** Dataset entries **
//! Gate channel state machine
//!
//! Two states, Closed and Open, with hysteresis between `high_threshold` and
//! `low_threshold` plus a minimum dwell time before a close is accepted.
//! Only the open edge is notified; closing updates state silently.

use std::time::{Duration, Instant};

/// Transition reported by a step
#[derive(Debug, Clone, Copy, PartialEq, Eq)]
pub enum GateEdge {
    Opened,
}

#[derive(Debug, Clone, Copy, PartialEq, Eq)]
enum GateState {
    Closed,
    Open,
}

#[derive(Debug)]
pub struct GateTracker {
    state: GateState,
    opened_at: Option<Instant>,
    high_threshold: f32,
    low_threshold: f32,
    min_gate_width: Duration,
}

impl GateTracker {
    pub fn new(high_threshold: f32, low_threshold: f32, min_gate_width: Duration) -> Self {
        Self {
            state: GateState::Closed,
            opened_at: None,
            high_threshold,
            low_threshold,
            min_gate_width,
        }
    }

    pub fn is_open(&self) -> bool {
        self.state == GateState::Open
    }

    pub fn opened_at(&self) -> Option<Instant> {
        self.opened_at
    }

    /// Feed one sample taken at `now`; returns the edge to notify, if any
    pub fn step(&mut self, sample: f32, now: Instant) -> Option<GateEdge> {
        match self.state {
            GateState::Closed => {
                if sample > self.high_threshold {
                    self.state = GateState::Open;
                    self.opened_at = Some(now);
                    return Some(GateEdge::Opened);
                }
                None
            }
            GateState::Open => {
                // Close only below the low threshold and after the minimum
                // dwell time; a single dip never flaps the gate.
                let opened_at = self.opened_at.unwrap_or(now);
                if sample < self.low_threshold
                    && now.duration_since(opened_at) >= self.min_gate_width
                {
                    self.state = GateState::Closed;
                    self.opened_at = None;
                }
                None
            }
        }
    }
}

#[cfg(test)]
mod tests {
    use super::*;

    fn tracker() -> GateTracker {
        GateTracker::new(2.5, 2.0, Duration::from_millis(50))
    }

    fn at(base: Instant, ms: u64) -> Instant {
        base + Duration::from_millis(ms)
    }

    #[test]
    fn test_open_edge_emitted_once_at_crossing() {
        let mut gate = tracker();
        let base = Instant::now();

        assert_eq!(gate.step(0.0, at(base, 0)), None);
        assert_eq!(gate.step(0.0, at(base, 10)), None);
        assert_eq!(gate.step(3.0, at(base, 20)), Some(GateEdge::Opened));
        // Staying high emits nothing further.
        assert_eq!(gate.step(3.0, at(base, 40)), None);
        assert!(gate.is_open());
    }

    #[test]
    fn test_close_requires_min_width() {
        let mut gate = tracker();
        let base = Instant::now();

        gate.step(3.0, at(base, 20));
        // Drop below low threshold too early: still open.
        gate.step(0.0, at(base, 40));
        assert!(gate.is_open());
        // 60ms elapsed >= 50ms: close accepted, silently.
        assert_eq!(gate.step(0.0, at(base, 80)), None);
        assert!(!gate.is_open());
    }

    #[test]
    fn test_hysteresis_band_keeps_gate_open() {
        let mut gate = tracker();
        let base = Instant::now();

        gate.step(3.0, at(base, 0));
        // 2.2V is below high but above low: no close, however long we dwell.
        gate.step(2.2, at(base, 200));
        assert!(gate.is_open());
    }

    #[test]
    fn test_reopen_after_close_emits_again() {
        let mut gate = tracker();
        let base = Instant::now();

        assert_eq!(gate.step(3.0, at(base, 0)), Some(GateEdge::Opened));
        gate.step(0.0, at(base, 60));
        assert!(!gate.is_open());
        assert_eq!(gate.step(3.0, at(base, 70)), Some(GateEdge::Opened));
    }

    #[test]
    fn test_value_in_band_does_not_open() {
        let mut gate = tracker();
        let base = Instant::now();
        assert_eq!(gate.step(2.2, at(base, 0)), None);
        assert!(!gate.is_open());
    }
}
---
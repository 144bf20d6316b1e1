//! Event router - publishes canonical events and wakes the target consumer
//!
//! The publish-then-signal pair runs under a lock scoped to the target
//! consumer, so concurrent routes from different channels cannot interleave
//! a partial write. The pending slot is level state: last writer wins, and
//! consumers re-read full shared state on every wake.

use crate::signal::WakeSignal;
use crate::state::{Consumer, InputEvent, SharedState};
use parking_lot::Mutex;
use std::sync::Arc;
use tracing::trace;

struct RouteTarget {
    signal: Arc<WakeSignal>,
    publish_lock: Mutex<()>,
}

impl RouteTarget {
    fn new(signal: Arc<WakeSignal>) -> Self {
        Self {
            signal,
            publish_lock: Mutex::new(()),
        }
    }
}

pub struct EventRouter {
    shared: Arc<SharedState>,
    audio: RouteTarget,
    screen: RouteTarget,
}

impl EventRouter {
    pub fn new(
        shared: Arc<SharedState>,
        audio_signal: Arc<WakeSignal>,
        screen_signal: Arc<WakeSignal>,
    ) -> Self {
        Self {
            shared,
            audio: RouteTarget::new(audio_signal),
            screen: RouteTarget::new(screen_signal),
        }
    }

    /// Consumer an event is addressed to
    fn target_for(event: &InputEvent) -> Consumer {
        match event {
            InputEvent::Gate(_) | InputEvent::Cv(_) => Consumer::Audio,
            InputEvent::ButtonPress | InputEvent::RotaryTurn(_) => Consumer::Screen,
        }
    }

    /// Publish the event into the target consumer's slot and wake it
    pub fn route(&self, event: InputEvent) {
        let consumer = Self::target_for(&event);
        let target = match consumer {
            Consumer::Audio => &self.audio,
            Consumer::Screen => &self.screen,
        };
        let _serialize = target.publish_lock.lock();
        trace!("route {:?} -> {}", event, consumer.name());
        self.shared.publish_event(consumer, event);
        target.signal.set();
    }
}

** Task brief **
Tally the lines of the records that hold the word "accepted" and output only the total.

** Response **
2